**EXERCISE REQUIREMENTS:** Within this material, how many lines have the string "papers" in them? The answer is a number, with nothing added.

**TASK MATERIAL:**

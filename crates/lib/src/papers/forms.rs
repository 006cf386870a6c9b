//! Form input for papers and posts, and its validation.

use chrono::NaiveDate;
use serde::Deserialize;

use super::PaperError;
use crate::{
    Result, constants,
    models::{Paper, parse_authors},
};

/// Paper fields as submitted by the add/edit form.
///
/// `authors` is the raw comma separated list of co-author usernames.
/// Absent fields deserialize as empty and fail validation like blank ones.
#[derive(Debug, Clone, Default, Deserialize)]
#[serde(default)]
pub struct PaperForm {
    pub title: String,
    pub summary: String,
    pub url: String,
    pub publication_date: String,
    pub authors: String,
}

impl PaperForm {
    /// Prefill values for editing an existing paper.
    pub fn from_paper(paper: &Paper) -> Self {
        Self {
            title: paper.title.clone(),
            summary: paper.summary.clone(),
            url: paper.url.clone(),
            publication_date: paper.publication_date.clone(),
            authors: paper.authors_display(),
        }
    }

    /// Validate the form and build the record owned by `owner`.
    pub fn into_paper(self, owner: &str) -> Result<Paper> {
        let title = required("title", &self.title)?;
        let summary = required("summary", &self.summary)?;
        let url = validate_url(&self.url)?;
        let publication_date = validate_date(&self.publication_date)?;

        Ok(Paper {
            title,
            summary,
            url,
            publication_date,
            authors: parse_authors(&self.authors),
            owner: owner.to_string(),
        })
    }
}

/// Post fields as submitted by the add/edit form.
///
/// A missing `score` field and an empty one both mean "no score". A missing
/// `content` field fails validation like a blank one.
#[derive(Debug, Clone, Default, Deserialize)]
#[serde(default)]
pub struct PostForm {
    pub content: String,
    pub score: Option<String>,
}

impl PostForm {
    pub(crate) fn content(&self) -> Result<String> {
        required("content", &self.content)
    }

    pub(crate) fn score(&self) -> Result<Option<u8>> {
        parse_score(self.score.as_deref())
    }
}

fn invalid(field: &'static str, reason: impl Into<String>) -> crate::Error {
    PaperError::Validation {
        field,
        reason: reason.into(),
    }
    .into()
}

fn required(field: &'static str, value: &str) -> Result<String> {
    let value = value.trim();
    if value.is_empty() {
        return Err(invalid(field, "must not be empty"));
    }
    Ok(value.to_string())
}

fn validate_url(value: &str) -> Result<String> {
    let value = required("url", value)?;
    let parsed = url::Url::parse(&value).map_err(|e| invalid("url", e.to_string()))?;
    match parsed.scheme() {
        "http" | "https" => Ok(value),
        other => Err(invalid("url", format!("unsupported scheme '{other}'"))),
    }
}

fn validate_date(value: &str) -> Result<String> {
    let value = required("publication_date", value)?;
    let date = NaiveDate::parse_from_str(&value, "%Y-%m-%d")
        .map_err(|_| invalid("publication_date", "expected YYYY-MM-DD"))?;
    Ok(date.format("%Y-%m-%d").to_string())
}

/// Parse an optional score field. Blank means no score.
pub fn parse_score(value: Option<&str>) -> Result<Option<u8>> {
    let Some(value) = value.map(str::trim).filter(|v| !v.is_empty()) else {
        return Ok(None);
    };
    let score: i64 = value
        .parse()
        .map_err(|_| invalid("score", format!("'{value}' is not a whole number")))?;
    u8::try_from(score)
        .ok()
        .filter(|s| (constants::MIN_SCORE..=constants::MAX_SCORE).contains(s))
        .map(Some)
        .ok_or_else(|| {
            invalid(
                "score",
                format!(
                    "must be between {} and {}",
                    constants::MIN_SCORE,
                    constants::MAX_SCORE
                ),
            )
        })
}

**ANSWER FOR THIS EXERCISE:** 2